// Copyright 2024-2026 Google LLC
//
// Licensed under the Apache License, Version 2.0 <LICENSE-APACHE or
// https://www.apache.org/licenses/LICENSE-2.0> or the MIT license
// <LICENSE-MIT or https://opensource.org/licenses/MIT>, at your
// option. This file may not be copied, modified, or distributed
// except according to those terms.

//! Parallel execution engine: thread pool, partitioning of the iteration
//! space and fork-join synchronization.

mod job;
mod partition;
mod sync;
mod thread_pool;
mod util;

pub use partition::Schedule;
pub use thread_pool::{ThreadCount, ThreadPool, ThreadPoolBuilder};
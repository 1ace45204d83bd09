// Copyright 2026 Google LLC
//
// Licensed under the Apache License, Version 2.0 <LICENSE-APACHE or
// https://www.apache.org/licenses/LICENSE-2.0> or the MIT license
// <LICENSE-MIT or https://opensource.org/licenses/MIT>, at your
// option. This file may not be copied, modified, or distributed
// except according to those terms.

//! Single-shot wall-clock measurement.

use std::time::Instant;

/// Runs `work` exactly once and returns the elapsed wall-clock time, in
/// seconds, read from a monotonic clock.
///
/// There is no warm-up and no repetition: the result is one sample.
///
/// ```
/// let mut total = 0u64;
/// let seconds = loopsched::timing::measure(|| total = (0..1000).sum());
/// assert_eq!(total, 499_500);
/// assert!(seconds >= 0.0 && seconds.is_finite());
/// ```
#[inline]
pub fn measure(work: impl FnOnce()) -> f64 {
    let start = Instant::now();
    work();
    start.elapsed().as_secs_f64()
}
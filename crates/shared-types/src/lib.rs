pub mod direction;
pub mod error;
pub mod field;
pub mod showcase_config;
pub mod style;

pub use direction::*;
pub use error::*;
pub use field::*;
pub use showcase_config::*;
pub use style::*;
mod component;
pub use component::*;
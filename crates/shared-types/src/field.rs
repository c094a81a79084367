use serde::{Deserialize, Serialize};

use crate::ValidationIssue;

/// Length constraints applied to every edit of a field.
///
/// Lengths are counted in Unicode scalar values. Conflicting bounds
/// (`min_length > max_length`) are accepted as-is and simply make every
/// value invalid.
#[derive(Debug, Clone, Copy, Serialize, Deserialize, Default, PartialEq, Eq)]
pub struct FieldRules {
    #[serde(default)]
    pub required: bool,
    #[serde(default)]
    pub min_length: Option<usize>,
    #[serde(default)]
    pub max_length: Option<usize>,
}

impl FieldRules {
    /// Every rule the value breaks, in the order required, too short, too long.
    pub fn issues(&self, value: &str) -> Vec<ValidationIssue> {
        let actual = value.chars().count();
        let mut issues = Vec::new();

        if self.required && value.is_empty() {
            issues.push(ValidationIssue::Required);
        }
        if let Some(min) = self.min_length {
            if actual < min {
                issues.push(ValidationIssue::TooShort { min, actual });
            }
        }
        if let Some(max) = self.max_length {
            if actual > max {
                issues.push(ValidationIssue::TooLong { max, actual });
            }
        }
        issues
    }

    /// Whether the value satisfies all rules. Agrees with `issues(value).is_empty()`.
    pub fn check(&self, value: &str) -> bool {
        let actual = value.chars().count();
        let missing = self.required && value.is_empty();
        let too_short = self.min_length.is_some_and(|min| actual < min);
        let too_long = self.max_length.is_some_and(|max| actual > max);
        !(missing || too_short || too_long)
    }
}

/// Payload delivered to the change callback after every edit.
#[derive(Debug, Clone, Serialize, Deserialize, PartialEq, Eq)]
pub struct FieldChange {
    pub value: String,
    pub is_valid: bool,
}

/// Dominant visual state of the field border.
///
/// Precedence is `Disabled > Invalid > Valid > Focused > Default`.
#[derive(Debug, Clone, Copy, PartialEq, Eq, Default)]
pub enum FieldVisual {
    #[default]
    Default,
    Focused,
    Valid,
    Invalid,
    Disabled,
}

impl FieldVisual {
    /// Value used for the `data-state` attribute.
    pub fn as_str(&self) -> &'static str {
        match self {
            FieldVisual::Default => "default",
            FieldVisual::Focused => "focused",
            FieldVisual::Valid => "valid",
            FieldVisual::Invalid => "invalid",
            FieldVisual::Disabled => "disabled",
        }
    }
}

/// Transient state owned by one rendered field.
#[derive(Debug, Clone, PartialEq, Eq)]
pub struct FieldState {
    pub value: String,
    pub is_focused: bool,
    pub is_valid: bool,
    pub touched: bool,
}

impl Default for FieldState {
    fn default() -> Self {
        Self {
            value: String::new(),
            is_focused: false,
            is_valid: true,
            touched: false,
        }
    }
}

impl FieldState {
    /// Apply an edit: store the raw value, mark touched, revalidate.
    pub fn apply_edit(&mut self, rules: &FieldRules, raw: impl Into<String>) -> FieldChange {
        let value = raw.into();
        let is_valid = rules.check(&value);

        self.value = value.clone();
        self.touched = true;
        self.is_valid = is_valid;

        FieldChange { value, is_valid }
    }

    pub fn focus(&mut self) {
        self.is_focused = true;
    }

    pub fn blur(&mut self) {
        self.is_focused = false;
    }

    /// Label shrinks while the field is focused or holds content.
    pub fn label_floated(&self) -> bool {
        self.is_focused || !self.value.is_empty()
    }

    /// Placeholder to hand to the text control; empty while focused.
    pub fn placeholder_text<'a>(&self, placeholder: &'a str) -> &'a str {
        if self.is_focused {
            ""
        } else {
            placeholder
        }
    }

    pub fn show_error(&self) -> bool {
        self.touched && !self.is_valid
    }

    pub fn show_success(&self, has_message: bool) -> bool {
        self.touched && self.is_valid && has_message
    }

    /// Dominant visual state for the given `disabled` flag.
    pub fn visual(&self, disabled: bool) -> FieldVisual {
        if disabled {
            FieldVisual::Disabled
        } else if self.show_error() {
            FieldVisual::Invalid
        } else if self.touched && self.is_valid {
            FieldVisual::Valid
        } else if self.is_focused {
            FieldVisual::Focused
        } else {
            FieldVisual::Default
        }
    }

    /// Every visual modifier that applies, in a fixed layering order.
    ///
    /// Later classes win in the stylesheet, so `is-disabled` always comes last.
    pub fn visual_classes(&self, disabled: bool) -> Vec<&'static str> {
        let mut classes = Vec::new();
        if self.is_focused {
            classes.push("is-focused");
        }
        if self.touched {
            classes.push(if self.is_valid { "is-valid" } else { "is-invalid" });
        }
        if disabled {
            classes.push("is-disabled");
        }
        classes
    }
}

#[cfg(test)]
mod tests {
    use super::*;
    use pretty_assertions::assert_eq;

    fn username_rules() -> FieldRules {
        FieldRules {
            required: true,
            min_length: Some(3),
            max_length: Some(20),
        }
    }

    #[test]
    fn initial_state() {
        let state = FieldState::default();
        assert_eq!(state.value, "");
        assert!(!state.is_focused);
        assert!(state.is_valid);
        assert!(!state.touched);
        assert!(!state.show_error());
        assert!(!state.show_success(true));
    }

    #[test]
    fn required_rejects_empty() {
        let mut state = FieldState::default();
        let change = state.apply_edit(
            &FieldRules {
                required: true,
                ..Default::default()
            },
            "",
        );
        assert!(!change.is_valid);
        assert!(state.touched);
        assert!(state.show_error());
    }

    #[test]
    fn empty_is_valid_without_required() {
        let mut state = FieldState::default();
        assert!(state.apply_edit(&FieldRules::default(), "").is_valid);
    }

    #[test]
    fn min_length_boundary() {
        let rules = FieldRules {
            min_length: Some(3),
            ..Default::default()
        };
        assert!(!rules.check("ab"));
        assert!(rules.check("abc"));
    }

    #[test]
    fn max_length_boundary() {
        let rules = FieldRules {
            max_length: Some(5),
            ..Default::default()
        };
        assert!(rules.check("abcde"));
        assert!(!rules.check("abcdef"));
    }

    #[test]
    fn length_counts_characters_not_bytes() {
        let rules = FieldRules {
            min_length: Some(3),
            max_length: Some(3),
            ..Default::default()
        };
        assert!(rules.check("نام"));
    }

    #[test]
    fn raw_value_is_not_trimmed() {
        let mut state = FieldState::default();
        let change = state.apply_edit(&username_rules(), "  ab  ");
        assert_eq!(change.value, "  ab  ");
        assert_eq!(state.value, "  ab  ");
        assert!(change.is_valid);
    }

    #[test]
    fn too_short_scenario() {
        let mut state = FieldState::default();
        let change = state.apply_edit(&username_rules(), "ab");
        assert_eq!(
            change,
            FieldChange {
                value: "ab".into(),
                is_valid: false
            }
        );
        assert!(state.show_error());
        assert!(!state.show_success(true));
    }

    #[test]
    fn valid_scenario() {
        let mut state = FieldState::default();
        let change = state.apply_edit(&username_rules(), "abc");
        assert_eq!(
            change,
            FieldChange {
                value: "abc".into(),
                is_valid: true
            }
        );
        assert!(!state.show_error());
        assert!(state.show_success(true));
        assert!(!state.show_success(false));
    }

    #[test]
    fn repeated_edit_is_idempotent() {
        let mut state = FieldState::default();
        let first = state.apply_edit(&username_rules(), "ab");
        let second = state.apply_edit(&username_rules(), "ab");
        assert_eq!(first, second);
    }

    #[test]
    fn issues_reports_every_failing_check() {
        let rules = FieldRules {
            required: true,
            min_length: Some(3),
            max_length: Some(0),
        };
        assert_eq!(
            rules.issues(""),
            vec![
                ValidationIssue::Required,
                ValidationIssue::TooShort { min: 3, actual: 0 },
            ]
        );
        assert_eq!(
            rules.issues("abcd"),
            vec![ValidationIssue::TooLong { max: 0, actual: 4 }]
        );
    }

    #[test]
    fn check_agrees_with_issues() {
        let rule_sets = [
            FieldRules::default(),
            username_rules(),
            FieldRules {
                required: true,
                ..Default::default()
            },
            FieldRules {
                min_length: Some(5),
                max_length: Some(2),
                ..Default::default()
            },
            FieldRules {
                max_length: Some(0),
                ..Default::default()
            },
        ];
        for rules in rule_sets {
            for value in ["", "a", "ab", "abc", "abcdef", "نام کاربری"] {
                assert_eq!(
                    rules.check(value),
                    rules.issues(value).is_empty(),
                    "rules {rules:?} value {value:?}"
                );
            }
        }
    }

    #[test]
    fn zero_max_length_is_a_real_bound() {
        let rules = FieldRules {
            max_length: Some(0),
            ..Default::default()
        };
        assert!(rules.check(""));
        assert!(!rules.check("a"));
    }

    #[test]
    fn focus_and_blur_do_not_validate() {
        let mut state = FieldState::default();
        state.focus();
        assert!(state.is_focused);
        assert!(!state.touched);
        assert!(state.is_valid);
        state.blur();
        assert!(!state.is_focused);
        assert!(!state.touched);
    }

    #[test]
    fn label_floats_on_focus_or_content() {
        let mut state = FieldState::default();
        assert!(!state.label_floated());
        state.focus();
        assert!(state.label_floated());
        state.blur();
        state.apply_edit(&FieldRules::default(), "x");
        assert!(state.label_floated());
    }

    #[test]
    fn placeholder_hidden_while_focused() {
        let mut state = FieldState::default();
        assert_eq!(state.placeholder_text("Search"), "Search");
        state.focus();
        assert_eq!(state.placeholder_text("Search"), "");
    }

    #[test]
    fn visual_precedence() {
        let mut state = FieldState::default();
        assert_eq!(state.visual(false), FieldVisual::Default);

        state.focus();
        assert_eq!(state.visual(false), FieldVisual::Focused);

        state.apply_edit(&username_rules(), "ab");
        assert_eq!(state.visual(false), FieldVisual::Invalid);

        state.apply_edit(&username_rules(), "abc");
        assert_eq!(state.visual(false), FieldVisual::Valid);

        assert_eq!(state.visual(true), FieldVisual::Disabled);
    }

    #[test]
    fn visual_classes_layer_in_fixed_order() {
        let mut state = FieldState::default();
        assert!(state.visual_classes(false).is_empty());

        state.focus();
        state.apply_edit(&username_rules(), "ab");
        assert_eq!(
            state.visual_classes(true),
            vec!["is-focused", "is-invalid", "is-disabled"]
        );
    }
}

^^^^

**Task goal**
Reproduce every line in the data that has the word "missing" in it.

**Output below**
        let missing = self.required && value.is_empty();
        !(missing || too_short || too_long)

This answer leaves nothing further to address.